[Collection entries]
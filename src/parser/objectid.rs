//! MongoDB ObjectId parser.

use chrono::{DateTime, Utc};
use rand::Rng;

use super::IdParser;
use crate::error::IdError;
use crate::model::{hex_string, IdInfo};

pub struct ObjectIdParser;

impl IdParser for ObjectIdParser {
    fn name(&self) -> &'static str {
        "ObjectID"
    }

    fn can_parse(&self, input: &str) -> bool {
        input.len() == 24 && input.chars().all(|c| c.is_ascii_hexdigit())
    }

    fn parse(&self, input: &str) -> Result<IdInfo, IdError> {
        if !self.can_parse(input) {
            return Err(IdError::decode("invalid ObjectId format"));
        }
        let bytes = decode_hex(input).ok_or_else(|| IdError::decode("invalid hex"))?;

        // Layout: 4-byte seconds timestamp | 3-byte machine | 2-byte pid | 3-byte counter
        let secs = u32::from_be_bytes([bytes[0], bytes[1], bytes[2], bytes[3]]) as i64;
        let machine = hex_string(&bytes[4..7]);
        let process = hex_string(&bytes[7..9]);
        let counter =
            (bytes[9] as i64) << 16 | (bytes[10] as i64) << 8 | bytes[11] as i64;

        let mut info = IdInfo::new("MongoDB ObjectId", input.to_lowercase(), 96)
            .with_bytes(bytes)
            .with_entropy(40)
            .with_node(machine.clone())
            .with_node(process.clone())
            .with_sequence(counter)
            .with_extra("timestamp_precision", "second")
            .with_extra("machine_bytes", machine)
            .with_extra("process_bytes", process)
            .with_extra("counter_value", counter.to_string());

        if let Some(dt) = DateTime::from_timestamp(secs, 0) {
            info = info.with_timestamp(dt);
        }
        Ok(info)
    }

    fn generate(&self) -> Result<String, IdError> {
        let mut bytes = [0u8; 12];
        let secs = Utc::now().timestamp() as u32;
        bytes[..4].copy_from_slice(&secs.to_be_bytes());
        rand::thread_rng().fill(&mut bytes[4..]);
        Ok(hex_string(&bytes))
    }
}

fn decode_hex(s: &str) -> Option<Vec<u8>> {
    if s.len() % 2 != 0 {
        return None;
    }
    (0..s.len())
        .step_by(2)
        .map(|i| u8::from_str_radix(&s[i..i + 2], 16).ok())
        .collect()
}

#[cfg(test)]
mod tests {
    use super::*;

    const SAMPLE: &str = "507f1f77bcf86cd799439011";

    #[test]
    fn parses_known_objectid() {
        let p = ObjectIdParser;
        assert!(p.can_parse(SAMPLE));
        let info = p.parse(SAMPLE).unwrap();
        assert_eq!(info.size_bits, 96);
        assert_eq!(info.node_fields.len(), 2);
        assert!(info.sequence.is_some());
        // 0x507f1f77 = 1350508407 seconds
        assert_eq!(info.timestamp.unwrap().timestamp(), 1350508407);
    }

    #[test]
    fn rejects_non_hex_and_wrong_length() {
        let p = ObjectIdParser;
        assert!(!p.can_parse("507f1f77bcf86cd79943901"));
        assert!(!p.can_parse("507f1f77bcf86cd79943901g"));
    }

    #[test]
    fn generate_round_trips() {
        let p = ObjectIdParser;
        let id = p.generate().unwrap();
        assert_eq!(id.len(), 24);
        let info = p.parse(&id).unwrap();
        assert_eq!(info.binary_bytes.len(), 12);
    }
}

> ABOUT THIS EXERCISE:
What is wanted is every line from the first line of the entries through the line that contains "bytes[3]]) as i64;", given again exactly.

> YOUR SOLUTION:
filename src/parser/objectid.rs
//! MongoDB ObjectId parser.

use chrono::{DateTime, Utc};
use rand::Rng;

use super::IdParser;
use crate::error::IdError;
use crate::model::{hex_string, IdInfo};

pub struct ObjectIdParser;

impl IdParser for ObjectIdParser {
    fn name(&self) -> &'static str {
        "ObjectID"
    }

    fn can_parse(&self, input: &str) -> bool {
        input.len() == 24 && input.chars().all(|c| c.is_ascii_hexdigit())
    }

    fn parse(&self, input: &str) -> Result<IdInfo, IdError> {
        if !self.can_parse(input) {
            return Err(IdError::decode("invalid ObjectId format"));
        }
        let bytes = decode_hex(input).ok_or_else(|| IdError::decode("invalid hex"))?;

        // Layout: 4-byte seconds timestamp | 3-byte machine | 2-byte pid | 3-byte counter
        let secs = u32::from_be_bytes([bytes[0], bytes[1], bytes[2], bytes[3]]) as i64;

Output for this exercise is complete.